Growth of Hansenula polymorpha in a methanol-limited chemostat. Physiological responses due to the involvement of methanol oxidase as a key enzyme in methanol metabolism.

Hansenula polymorpha has been grown in a methanol-limited continuous culture at a variety of dilution rates. Cell suspensions of the yeast grown at a dilution rate of 0.16 h-1 showed a maximal capacity to oxidize excess methanol (QmaxO2) which was 1.6 times higher than the rate required to sustain the growth rate (QO2). When the dilution rate was decreased to 0.03 h-1, QmaxO2 of cells increased to a value of more than 20 times that of QO2. The enzymatic basis for this tremendous overcapacity for the oxidation of excess methanol at low growth rates was found to be the methanol oxidase content of the cells. The level of this enzyme increased from 7% to approximately 20% of the soluble protein when the growth rate was decreased from 0.16 to 0.03 h-1. These results were explained on the basis of the poor affinity of methanol oxidase for its substrates.
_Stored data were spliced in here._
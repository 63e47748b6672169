use super::actor::DbActorHandle;
use super::create::TokenCreate;
use super::models::DbOAuthToken;
use crate::error::GvError;
use crate::zoho::TokenStore;
use async_trait::async_trait;

#[async_trait]
impl TokenStore for DbActorHandle {
    async fn latest(&self) -> Result<Option<DbOAuthToken>, GvError> {
        self.latest_token().await
    }

    async fn insert(&self, token: TokenCreate) -> Result<i64, GvError> {
        self.insert_token(token).await
    }
}
use std::sync::LazyLock;

use regex::Regex;

/// Nearest `[[phrase]]` just terminated at the caret, or `[[phrase` still
/// being typed. Phrases never contain bracket characters.
static TRIGGER: LazyLock<Regex> =
    LazyLock::new(|| Regex::new(r"\[\[([^\[\]]+)(\]\])?$").expect("trigger pattern"));

/// A bracket span eligible for autocomplete, anchored at the caret.
#[derive(Debug, Clone, PartialEq, Eq)]
pub struct Trigger {
    /// Trimmed text between the brackets. Empty while only whitespace has
    /// been typed inside the span.
    pub phrase: String,
    /// Byte offset of the opening `[[` in the host text.
    pub start: usize,
    /// Byte offset one past the span: after `]]` when closed, the caret
    /// position while the brackets are still open.
    pub end: usize,
    pub closed: bool,
}

/// Inspect the text immediately preceding `caret` for the trigger pattern.
/// Returns `None` when the caret sits in no bracket context at all. A
/// matched span whose content trims to nothing is still reported, with an
/// empty phrase; callers decide whether that is a no-op or a dismissal.
#[must_use]
pub fn find_trigger(text: &str, caret: usize) -> Option<Trigger> {
    let head = text.get(..caret)?;
    let captures = TRIGGER.captures(head)?;
    let whole = captures.get(0)?;
    let phrase = captures.get(1)?.as_str().trim();
    Some(Trigger {
        phrase: phrase.to_string(),
        start: whole.start(),
        end: caret,
        closed: captures.get(2).is_some(),
    })
}

#[cfg(test)]
mod tests {
    use super::*;

    #[test]
    fn unclosed_brackets_at_caret_trigger() {
        let text = "See [[Gett";
        let trigger = find_trigger(text, text.len()).expect("trigger");
        assert_eq!(trigger.phrase, "Gett");
        assert_eq!(trigger.start, 4);
        assert_eq!(trigger.end, 10);
        assert!(!trigger.closed);
    }

    #[test]
    fn just_closed_brackets_at_caret_trigger() {
        let text = "See [[Getting Started]]";
        let trigger = find_trigger(text, text.len()).expect("trigger");
        assert_eq!(trigger.phrase, "Getting Started");
        assert!(trigger.closed);
        assert_eq!(trigger.end, text.len());
    }

    #[test]
    fn caret_before_the_brackets_does_not_trigger() {
        let text = "See [[target]] later";
        assert_eq!(find_trigger(text, 3), None);
        // caret past the closing brackets with trailing text in between
        assert_eq!(find_trigger(text, text.len()), None);
    }

    #[test]
    fn caret_mid_phrase_uses_text_up_to_caret() {
        let text = "See [[Getting Started]]";
        let trigger = find_trigger(text, 10).expect("trigger");
        assert_eq!(trigger.phrase, "Gett");
        assert!(!trigger.closed);
    }

    #[test]
    fn whitespace_only_phrase_is_reported_empty() {
        let text = "[[   ";
        let trigger = find_trigger(text, text.len()).expect("trigger");
        assert!(trigger.phrase.is_empty());
        assert_eq!(trigger.start, 0);
        assert!(!trigger.closed);
    }

    #[test]
    fn bracket_inside_phrase_is_rejected() {
        let text = "[[a[b";
        assert_eq!(find_trigger(text, text.len()), None);
    }

    #[test]
    fn caret_beyond_text_length_is_no_trigger() {
        assert_eq!(find_trigger("[[ab", 99), None);
    }

    #[test]
    fn nearest_span_wins_over_earlier_ones() {
        let text = "[[first]] and [[second";
        let trigger = find_trigger(text, text.len()).expect("trigger");
        assert_eq!(trigger.phrase, "second");
        assert_eq!(trigger.start, 14);
    }
}
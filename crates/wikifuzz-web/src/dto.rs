use serde::{Deserialize, Serialize};

#[derive(Debug, Deserialize)]
pub struct AjaxQuery {
    pub call: String,
}

#[derive(Debug, Serialize)]
pub struct HookResponse {
    pub status: String,
}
Methanol oxidase purified from Hansenula polymorpha showed an apparent Km for methanol of 1.3 mM in air saturated reaction mixtures and the apparent Km of the enzyme for oxygen was 0.4 mM at a methanol concentration of 100 mM. The involvement of an oxygen dependent methanol oxidase in the dissimilation of methanol in Hansenula polymprpha was also reflected in the growth yield of the organism. The maximal yield of the yeast was found to be low (0.38 g cells/g methanol). This was not due to a very high maintenance energy requirement which was estimated to be 17 mg methanol/g cells X h.